In my mind and experience, a student would be required to repeat a year for one or both of two reasons–lack of maturity (a slippery slope) and poor academics. That first one is dangerous, often used for the wrong reasons. Some independent schools or parents have a student repeat a grade to gain a year of physical maturity. I often saw it done at the 8th or 9th-grade level, but it has now fallen to the K or first-grade level.
A student sometimes is required to repeat a grade because of poor academic performance but, in public school, this has become rare because of mandated testing.
However, in all the above situations, it is an institution or the parent(s) making the decision. Yet, in this case, young Hall flunks himself in order to be better prepared for college basketball–not to get better prepared for college reading, mathematics, science, history, or writing.

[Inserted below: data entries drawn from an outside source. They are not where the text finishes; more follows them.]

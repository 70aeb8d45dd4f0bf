use std::fmt;
use std::io::Write;
use std::str::FromStr;

use serde::Serialize;
use tracing::{info, warn};

/// Prefix of an inbound identity frame.
pub const ID_PREFIX: &str = "ID:";
/// Prefix of the outbound identity acknowledgement.
pub const ACK_PREFIX: &str = "ID_OK:";
/// Fixed prefix of every bag identity.
pub const BAG_ID_PREFIX: &str = "SB";
/// Number of digits following the prefix.
pub const BAG_ID_DIGITS: usize = 6;

/// A verified bag identity: `SB` followed by exactly six ASCII digits.
///
/// Created on a valid identity frame, held for the duration of the
/// connection, destroyed on disconnect. Never persisted beyond a session.
#[derive(Debug, Clone, PartialEq, Eq, Hash, Serialize)]
#[serde(transparent)]
pub struct BagId(String);

impl BagId {
    pub fn as_str(&self) -> &str {
        &self.0
    }
}

impl fmt::Display for BagId {
    fn fmt(&self, f: &mut fmt::Formatter<'_>) -> fmt::Result {
        f.write_str(&self.0)
    }
}

/// An identity payload that does not match the required shape.
#[derive(Debug, thiserror::Error)]
#[error("bag id must be 'SB' followed by six digits, got '{0}'")]
pub struct InvalidBagId(String);

impl FromStr for BagId {
    type Err = InvalidBagId;

    fn from_str(s: &str) -> Result<Self, Self::Err> {
        match s.strip_prefix(BAG_ID_PREFIX) {
            Some(digits)
                if digits.len() == BAG_ID_DIGITS
                    && digits.bytes().all(|b| b.is_ascii_digit()) =>
            {
                Ok(Self(s.to_string()))
            }
            _ => Err(InvalidBagId(s.to_string())),
        }
    }
}

/// Authentication state of one connection.
///
/// Exactly one bag identity is active per physical connection; the state
/// resets to `Unauthenticated` whenever the link disconnects.
#[derive(Debug, Clone, PartialEq, Eq)]
pub enum AuthState {
    Unauthenticated,
    PendingVerification(String),
    Authenticated(BagId),
    Rejected(String),
}

impl Default for AuthState {
    fn default() -> Self {
        Self::Unauthenticated
    }
}

/// Result of processing one identity frame.
#[derive(Debug, Clone, PartialEq, Eq)]
pub enum HandshakeOutcome {
    Accepted(BagId),
    Rejected { reason: String },
}

/// The per-connection identity handshake.
///
/// Rides on top of the link: an identity frame is validated and, when
/// well-formed, acknowledged with `ID_OK:<bag_id>` before the device's
/// telemetry is treated as attributable. A malformed identity is reported
/// and the link stays open; the next identity frame may still succeed.
#[derive(Debug, Default)]
pub struct Handshake {
    state: AuthState,
}

impl Handshake {
    pub fn new() -> Self {
        Self::default()
    }

    /// Cheap routing check applied to every frame before either parser runs.
    pub fn matches(line: &str) -> bool {
        line.starts_with(ID_PREFIX)
    }

    pub fn state(&self) -> &AuthState {
        &self.state
    }

    /// The verified identity, if any.
    pub fn bag_id(&self) -> Option<&BagId> {
        match &self.state {
            AuthState::Authenticated(id) => Some(id),
            _ => None,
        }
    }

    /// Process one identity frame and acknowledge it on `link` if valid.
    ///
    /// A valid frame while already authenticated re-runs the exchange and
    /// replaces the active identity. Only the acknowledgement write can
    /// fail; rejection is an outcome, not an error.
    pub fn process<W: Write>(
        &mut self,
        line: &str,
        link: &mut W,
    ) -> std::io::Result<HandshakeOutcome> {
        let payload = line.strip_prefix(ID_PREFIX).unwrap_or(line);
        self.state = AuthState::PendingVerification(payload.to_string());

        match payload.parse::<BagId>() {
            Ok(bag_id) => {
                link.write_all(format!("{ACK_PREFIX}{bag_id}").as_bytes())?;
                link.flush()?;
                info!(%bag_id, "bag identity verified");
                self.state = AuthState::Authenticated(bag_id.clone());
                Ok(HandshakeOutcome::Accepted(bag_id))
            }
            Err(err) => {
                warn!(payload, "rejecting malformed bag identity");
                let reason = err.to_string();
                self.state = AuthState::Rejected(reason.clone());
                Ok(HandshakeOutcome::Rejected { reason })
            }
        }
    }

    /// Back to `Unauthenticated` (link disconnect).
    pub fn reset(&mut self) {
        self.state = AuthState::Unauthenticated;
    }
}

It is plain where his and some coaches’ values are. I can only hope that a severe injury does not hamper his freshman year of college hoops before he turns professional.
As a boy out of a cotton mill town who was blessed enough to be a fair high school wrestler, I appreciate and understand the ladder that sport offers. However, sport is only a means, not an end. I only wish all the Halls the best. But they are being used by a system that gets wealthy from their talents and labors. There are so many whites watching so many blacks. But where goes the money?
In Black Boy, Richard Wright tells of being blindfolded and wearing boxing gloves, then being put in a boxing ring with other young, black boys. Scared of the men, the boys had to swing out into the dark and hope that no other boy’s gloved fist would find their face–all the while hearing white jeers and laughter.
Those explicit days are over. But more subtle damage is being done.